La région de Dakout, en marge de l'empire karvène, était encore, cinquante ans plus tôt, méconnue du monde entier. C'est la découverte de mines de grenat dans ses montagnes qui avait subitement éveillé l'intérêt général. Tous les aventuriers, marchands et prospecteurs de l'empire avaient accouru en quête de fortune, et la cité minière avait émergé comme une infâme pustule sur le visage du monde. C'était une cité laide et sale, qui n'existait que par le profit qu'elle générait. Au sud, les Usami ne tardèrent pas à revendiquer cette province, et la cour dut dépêcher des troupes pour assurer la sécurité aux frontières. Loin de la capitale, la cité engloutissait alors presque autant d'argent qu'elle en produisait et, lorsque les grenats commencèrent à se faire plus petits et plus rares, Karvenka amorça doucement le retrait de sa garnison.

Des bourgeois commencèrent alors à écrire à la cour. Plusieurs lettres absurdes parvinrent aux secrétaires de l'impératrice, des lettres disant que l'on avait trouvé autre chose, quelque chose d'inconnu, de plus précieux que le grenat. On crut d'abord à une mauvaise plaisanterie, ou un piètre chantage, et la souveraine ne fut informée qu'à mots couverts.

Ce fut le témoignage de Iagoda Lapaiev qui toucha directement la cour.
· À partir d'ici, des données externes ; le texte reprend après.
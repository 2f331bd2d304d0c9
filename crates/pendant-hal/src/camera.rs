//! 相机设备接口

use image::RgbImage;
use std::time::Duration;
use thiserror::Error;

/// 相机错误
#[derive(Error, Debug)]
pub enum CameraError {
    /// 取帧超时（对视频流是致命的）
    #[error("Frame grab timed out after {0:?}")]
    Timeout(Duration),

    #[error("Camera disconnected: {0}")]
    Disconnected(String),

    #[error("IO Error: {0}")]
    Io(#[from] std::io::Error),
}

/// 相机设备
///
/// 只有采集线程会调用 `grab_next_frame`，因此方法取 `&mut self`。
/// 设备在停止视频流后会被交还给所有者，可以再次启动。
pub trait CameraDevice: Send {
    /// 阻塞等待下一帧，超过 `timeout` 返回 [`CameraError::Timeout`]
    fn grab_next_frame(&mut self, timeout: Duration) -> Result<RgbImage, CameraError>;

    /// 设备名（用于日志）
    fn name(&self) -> &str {
        "camera"
    }
}

impl<T: CameraDevice + ?Sized> CameraDevice for Box<T> {
    fn grab_next_frame(&mut self, timeout: Duration) -> Result<RgbImage, CameraError> {
        (**self).grab_next_frame(timeout)
    }

    fn name(&self) -> &str {
        (**self).name()
    }
}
La musicienne avait profité de ce que les arts n'étaient pas représentés dans l'affreuse cité minière pour s'y faire un nom, elle connaissait bien la ville et ses habitants, et son prestige nouvellement acquis lui permit une audience auprès de l'impératrice elle même.

J'étais présent lors de cet entrevue. Je remplaçais, en ma qualité d'historien et de linguiste, un certain Menoch, un érudit remarquable, à qui l'on devait une formidable avancée sur le déchiffrage de l'arzam, une langue morte depuis plusieurs milliers d'années. Je me souviens bien de Iagoda Lapaiev, avec son nez aquilin, ses longues tresses auburn et sa flûte pendue au côté. Comme tous ceux qui paraissaient devant l'impératrice, elle avait quelque chose à négocier, mais à l'inverse de tous les autres, elle ne quémandait pas, elle offrait. Elle offrait à Ludmille Soyka-Vlaev de maintenir ses troupes en garnison à la frontière, de conserver sa mainmise sur la province. Elle avançait que les Usami n'avaient pas l'usage des gemmes et que, pourtant, leur intérêt n'avait jamais faibli : depuis que des karvènes creusaient sous les roches de Dakout, ils souhaitaient les en chasser.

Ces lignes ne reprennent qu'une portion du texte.